What you will do.
Each entry that follows should be written again verbatim.

Data extract.
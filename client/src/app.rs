//! Root application component with routing, context providers, and the
//! client-side route guard.

use leptos::prelude::*;
use leptos_meta::{Meta, MetaTags, Stylesheet, Title, provide_meta_context};
use leptos_router::{
    NavigateOptions, StaticSegment,
    components::{Route, Router, Routes},
    hooks::{use_location, use_navigate},
};

use crate::components::notice_stack::NoticeStack;
use crate::pages::{
    dashboard::DashboardPage, feeds::FeedsPage, login::LoginPage, posts::PostsPage,
    register::RegisterPage, settings::SettingsPage,
};
use crate::state::{session::SessionState, ui::UiState};

/// HTML shell rendered on the server for SSR + hydration.
pub fn shell(options: LeptosOptions) -> impl IntoView {
    view! {
        <!DOCTYPE html>
        <html lang="en">
            <head>
                <meta charset="utf-8"/>
                <meta name="viewport" content="width=device-width, initial-scale=1"/>
                <meta name="api-base" content=crate::net::api::configured_api_base()/>
                <AutoReload options=options.clone()/>
                <HydrationScripts options/>
                <MetaTags/>
            </head>
            <body>
                <App/>
            </body>
        </html>
    }
}

/// Root application component.
///
/// Provides all shared state contexts and sets up client-side routing.
#[component]
pub fn App() -> impl IntoView {
    provide_meta_context();

    let session = RwSignal::new(SessionState::default());
    let ui = RwSignal::new(UiState::default());

    provide_context(session);
    provide_context(ui);

    view! {
        <Stylesheet id="leptos" href="/pkg/rssdeck.css"/>
        <Title text="RSS Deck"/>
        <Meta name="description" content="Follow RSS feeds and read saved posts"/>

        <Router>
            <RouteGuard/>
            <NoticeStack/>
            <Routes fallback=|| "Page not found.".into_view()>
                <Route path=StaticSegment("") view=DashboardPage/>
                <Route path=StaticSegment("feeds") view=FeedsPage/>
                <Route path=StaticSegment("posts") view=PostsPage/>
                <Route path=StaticSegment("settings") view=SettingsPage/>
                <Route path=StaticSegment("login") view=LoginPage/>
                <Route path=StaticSegment("register") view=RegisterPage/>
            </Routes>
        </Router>
    }
}

/// Redirects away from pages the current session may not see.
///
/// Runs on every navigation. Signed-out visitors are sent to the login page
/// for anything outside the public allow-list, and signed-in visitors are
/// bounced off the login page back home. The server enforces the same policy
/// before HTML is ever served, so this only covers client-side transitions.
#[component]
fn RouteGuard() -> impl IntoView {
    let location = use_location();
    let navigate = use_navigate();

    Effect::new(move || {
        let path = location.pathname.get();
        let has_token = crate::session::get().is_some();
        let decision = models::guard::decide(&path, has_token);
        if let Some(target) = models::guard::redirect_target(decision) {
            navigate(target, NavigateOptions::default());
        }
    });
}
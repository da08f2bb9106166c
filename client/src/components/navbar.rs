//! Top navigation bar for authenticated pages.
//!
//! SYSTEM CONTEXT
//! ==============
//! Fetches the current user's summary on mount (no caching layer; every
//! page load re-fetches, per the product's data model) and owns the logout
//! action, which clears the cookie store and returns to the login screen.

use leptos::prelude::*;
use leptos_router::hooks::use_location;

use crate::state::session::SessionState;

const NAV_LINKS: &[(&str, &str)] =
    &[("/", "Home"), ("/feeds", "Feeds"), ("/posts", "Posts"), ("/settings", "Settings")];

#[component]
pub fn Navbar() -> impl IntoView {
    let session = expect_context::<RwSignal<SessionState>>();
    let location = use_location();

    let fetched = RwSignal::new(false);
    Effect::new(move || {
        if fetched.get() {
            return;
        }
        fetched.set(true);
        #[cfg(feature = "hydrate")]
        {
            if crate::session::get().is_none() {
                session.update(|s| s.loading = false);
                return;
            }
            session.update(|s| s.loading = true);
            leptos::task::spawn_local(async move {
                let user = crate::net::api::fetch_me().await;
                if user.is_none() {
                    log::warn!("failed to fetch user summary");
                }
                session.update(|s| {
                    s.user = user;
                    s.loading = false;
                });
            });
        }
        #[cfg(not(feature = "hydrate"))]
        session.update(|s| s.loading = false);
    });

    let on_logout = move |_| {
        #[cfg(feature = "hydrate")]
        {
            crate::session::clear();
            session.update(|s| s.user = None);
            if let Some(window) = web_sys::window() {
                let _ = window.location().set_href("/login");
            }
        }
    };

    let pathname = move || location.pathname.get();

    view! {
        <header class="navbar">
            <a href="/" class="navbar__logo">
                "RSS Deck"
            </a>
            <nav class="navbar__links">
                {NAV_LINKS
                    .iter()
                    .map(|(href, label)| {
                        let href = *href;
                        let class = move || {
                            if pathname() == href {
                                "navbar__link navbar__link--active"
                            } else {
                                "navbar__link"
                            }
                        };
                        view! {
                            <a href=href class=class>
                                {*label}
                            </a>
                        }
                    })
                    .collect::<Vec<_>>()}
            </nav>
            <span class="navbar__spacer"></span>
            <Show when=move || session.get().signed_in()>
                {move || {
                    session
                        .get()
                        .user
                        .map(|user| {
                            let initial = user.name.chars().next().unwrap_or('?').to_string();
                            view! {
                                <span class="navbar__identity">
                                    {match user.avatar {
                                        Some(src) => {
                                            view! {
                                                <img class="navbar__avatar" src=src alt=user.name.clone()/>
                                            }
                                                .into_any()
                                        }
                                        None => {
                                            view! { <span class="navbar__avatar-fallback">{initial}</span> }
                                                .into_any()
                                        }
                                    }}
                                    <span class="navbar__name">{user.name}</span>
                                    <span class="navbar__email">{user.email}</span>
                                </span>
                            }
                        })
                }}
            </Show>
            <button class="btn navbar__logout" on:click=on_logout title="Logout">
                "Logout"
            </button>
        </header>
    }
}
use super::*;

// =============================================================
// Cookie attribute contract
// =============================================================

#[test]
fn default_attrs_expire_after_seven_days() {
    let attrs = CookieAttrs::default();
    assert_eq!(attrs.expiry_days, 7.0);
    assert!(!attrs.secure);
}

#[test]
fn set_cookie_string_carries_expiry_path_and_same_site() {
    let cookie = build_set_cookie("authToken", "tok123", "Mon, 07 Sep 2026 00:00:00 GMT", false);
    assert_eq!(
        cookie,
        "authToken=tok123; Expires=Mon, 07 Sep 2026 00:00:00 GMT; Path=/; SameSite=Lax"
    );
}

#[test]
fn secure_attribute_appended_for_https_origins() {
    let cookie = build_set_cookie("authToken", "tok123", "Mon, 07 Sep 2026 00:00:00 GMT", true);
    assert!(cookie.ends_with("; Secure"));
}

#[test]
fn clear_cookie_string_expires_immediately() {
    assert_eq!(build_clear_cookie("userEmail"), "userEmail=; Max-Age=0; Path=/; SameSite=Lax");
}

// =============================================================
// Cookie header parsing
// =============================================================

#[test]
fn cookie_value_finds_token_among_other_cookies() {
    let header = "theme=dark; authToken=tok123; userEmail=a%40b.com";
    assert_eq!(cookie_value(header, "authToken"), Some("tok123".to_owned()));
}

#[test]
fn cookie_value_missing_or_empty_token_is_none() {
    assert_eq!(cookie_value("theme=dark", "authToken"), None);
    assert_eq!(cookie_value("authToken=; theme=dark", "authToken"), None);
}

#[test]
fn cookie_value_does_not_match_name_prefixes() {
    assert_eq!(cookie_value("authTokenOld=stale", "authToken"), None);
}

Response.
filename client/src/app.rs
//! Root application component with routing, context providers, and the
//! client-side route guard.

use leptos::prelude::*;
use leptos_meta::{Meta, MetaTags, Stylesheet, Title, provide_meta_context};
use leptos_router::{
    NavigateOptions, StaticSegment,
    components::{Route, Router, Routes},
    hooks::{use_location, use_navigate},
};

use crate::components::notice_stack::NoticeStack;
use crate::pages::{
    dashboard::DashboardPage, feeds::FeedsPage, login::LoginPage, posts::PostsPage,
    register::RegisterPage, settings::SettingsPage,
};
use crate::state::{session::SessionState, ui::UiState};

/// HTML shell rendered on the server for SSR + hydration.
pub fn shell(options: LeptosOptions) -> impl IntoView {
    view! {
        <!DOCTYPE html>
        <html lang="en">
            <head>
                <meta charset="utf-8"/>
                <meta name="viewport" content="width=device-width, initial-scale=1"/>
                <meta name="api-base" content=crate::net::api::configured_api_base()/>
                <AutoReload options=options.clone()/>
                <HydrationScripts options/>
                <MetaTags/>
            </head>
            <body>
                <App/>
            </body>
        </html>
    }
}

/// Root application component.
///
/// Provides all shared state contexts and sets up client-side routing.
#[component]
pub fn App() -> impl IntoView {
    provide_meta_context();

    let session = RwSignal::new(SessionState::default());
    let ui = RwSignal::new(UiState::default());

    provide_context(session);
    provide_context(ui);

    view! {
        <Stylesheet id="leptos" href="/pkg/rssdeck.css"/>
        <Title text="RSS Deck"/>
        <Meta name="description" content="Follow RSS feeds and read saved posts"/>

        <Router>
            <RouteGuard/>
            <NoticeStack/>
            <Routes fallback=|| "Page not found.".into_view()>
                <Route path=StaticSegment("") view=DashboardPage/>
                <Route path=StaticSegment("feeds") view=FeedsPage/>
                <Route path=StaticSegment("posts") view=PostsPage/>
                <Route path=StaticSegment("settings") view=SettingsPage/>
                <Route path=StaticSegment("login") view=LoginPage/>
                <Route path=StaticSegment("register") view=RegisterPage/>
            </Routes>
        </Router>
    }
}

/// Redirects away from pages the current session may not see.
///
/// Runs on every navigation. Signed-out visitors are sent to the login page
/// for anything outside the public allow-list, and signed-in visitors are
/// bounced off the login page back home. The server enforces the same policy
/// before HTML is ever served, so this only covers client-side transitions.
#[component]
fn RouteGuard() -> impl IntoView {
    let location = use_location();
    let navigate = use_navigate();

    Effect::new(move || {
        let path = location.pathname.get();
        let has_token = crate::session::get().is_some();
        let decision = models::guard::decide(&path, has_token);
        if let Some(target) = models::guard::redirect_target(decision) {
            navigate(target, NavigateOptions::default());
        }
    });
}
repository da08f2bb9106166c
filename client/src/components/navbar.rs
//! Top navigation bar for authenticated pages.
//!
//! SYSTEM CONTEXT
//! ==============
//! Fetches the current user's summary on mount (no caching layer; every
//! page load re-fetches, per the product's data model) and owns the logout
//! action, which clears the cookie store and returns to the login screen.

use leptos::prelude::*;
use leptos_router::hooks::use_location;

use crate::state::session::SessionState;

const NAV_LINKS: &[(&str, &str)] =
    &[("/", "Home"), ("/feeds", "Feeds"), ("/posts", "Posts"), ("/settings", "Settings")];

#[component]
pub fn Navbar() -> impl IntoView {
    let session = expect_context::<RwSignal<SessionState>>();
    let location = use_location();

    let fetched = RwSignal::new(false);
    Effect::new(move || {
        if fetched.get() {
            return;
        }
        fetched.set(true);
        #[cfg(feature = "hydrate")]
        {
            if crate::session::get().is_none() {
                session.update(|s| s.loading = false);
                return;
            }
            session.update(|s| s.loading = true);
            leptos::task::spawn_local(async move {
                let user = crate::net::api::fetch_me().await;
                if user.is_none() {
                    log::warn!("failed to fetch user summary");
                }
                session.update(|s| {
                    s.user = user;
                    s.loading = false;
                });
            });
        }
        #[cfg(not(feature = "hydrate"))]
        session.update(|s| s.loading = false);
    });

    let on_logout = move |_| {
        #[cfg(feature = "hydrate")]
        {
            crate::session::clear();
            session.update(|s| s.user = None);
            if let Some(window) = web_sys::window() {
                let _ = window.location().set_href("/login");
            }
        }
    };

    let pathname = move || location.pathname.get();

    view! {
        <header class="navbar">
            <a href="/" class="navbar__logo">
                "RSS Deck"
            </a>
            <nav class="navbar__links">
                {NAV_LINKS
                    .iter()
                    .map(|(href, label)| {
                        let href = *href;
                        let class = move || {
                            if pathname() == href {
                                "navbar__link navbar__link--active"
                            } else {
                                "navbar__link"
                            }
                        };
                        view! {
                            <a href=href class=class>
                                {*label}
                            </a>
                        }
                    })
                    .collect::<Vec<_>>()}
            </nav>
            <span class="navbar__spacer"></span>
            <Show when=move || session.get().signed_in()>
                {move || {
                    session
                        .get()
                        .user
                        .map(|user| {
                            let initial = user.name.chars().next().unwrap_or('?').to_string();
                            view! {
                                <span class="navbar__identity">
                                    {match user.avatar {
                                        Some(src) => {
                                            view! {
                                                <img class="navbar__avatar" src=src alt=user.name.clone()/>
                                            }
                                                .into_any()
                                        }
                                        None => {
                                            view! { <span class="navbar__avatar-fallback">{initial}</span> }
                                                .into_any()
                                        }
                                    }}
                                    <span class="navbar__name">{user.name}</span>
                                    <span class="navbar__email">{user.email}</span>
                                </span>
                            }
                        })
                }}
            </Show>
            <button class="btn navbar__logout" on:click=on_logout title="Logout">
                "Logout"
            </button>
        </header>
    }
}
use super::*;

// =============================================================
// Cookie attribute contract
// =============================================================

#[test]
fn default_attrs_expire_after_seven_days() {
    let attrs = CookieAttrs::default();
    assert_eq!(attrs.expiry_days, 7.0);
    assert!(!attrs.secure);
}

#[test]
fn set_cookie_string_carries_expiry_path_and_same_site() {
    let cookie = build_set_cookie("authToken", "tok123", "Mon, 07 Sep 2026 00:00:00 GMT", false);
    assert_eq!(
        cookie,
        "authToken=tok123; Expires=Mon, 07 Sep 2026 00:00:00 GMT; Path=/; SameSite=Lax"
    );
}

#[test]
fn secure_attribute_appended_for_https_origins() {
    let cookie = build_set_cookie("authToken", "tok123", "Mon, 07 Sep 2026 00:00:00 GMT", true);
    assert!(cookie.ends_with("; Secure"));
}

#[test]
fn clear_cookie_string_expires_immediately() {
    assert_eq!(build_clear_cookie("userEmail"), "userEmail=; Max-Age=0; Path=/; SameSite=Lax");
}

// =============================================================
// Cookie header parsing
// =============================================================

#[test]
fn cookie_value_finds_token_among_other_cookies() {
    let header = "theme=dark; authToken=tok123; userEmail=a%40b.com";
    assert_eq!(cookie_value(header, "authToken"), Some("tok123".to_owned()));
}

#[test]
fn cookie_value_missing_or_empty_token_is_none() {
    assert_eq!(cookie_value("theme=dark", "authToken"), None);
    assert_eq!(cookie_value("authToken=; theme=dark", "authToken"), None);
}

#[test]
fn cookie_value_does_not_match_name_prefixes() {
    assert_eq!(cookie_value("authTokenOld=stale", "authToken"), None);
}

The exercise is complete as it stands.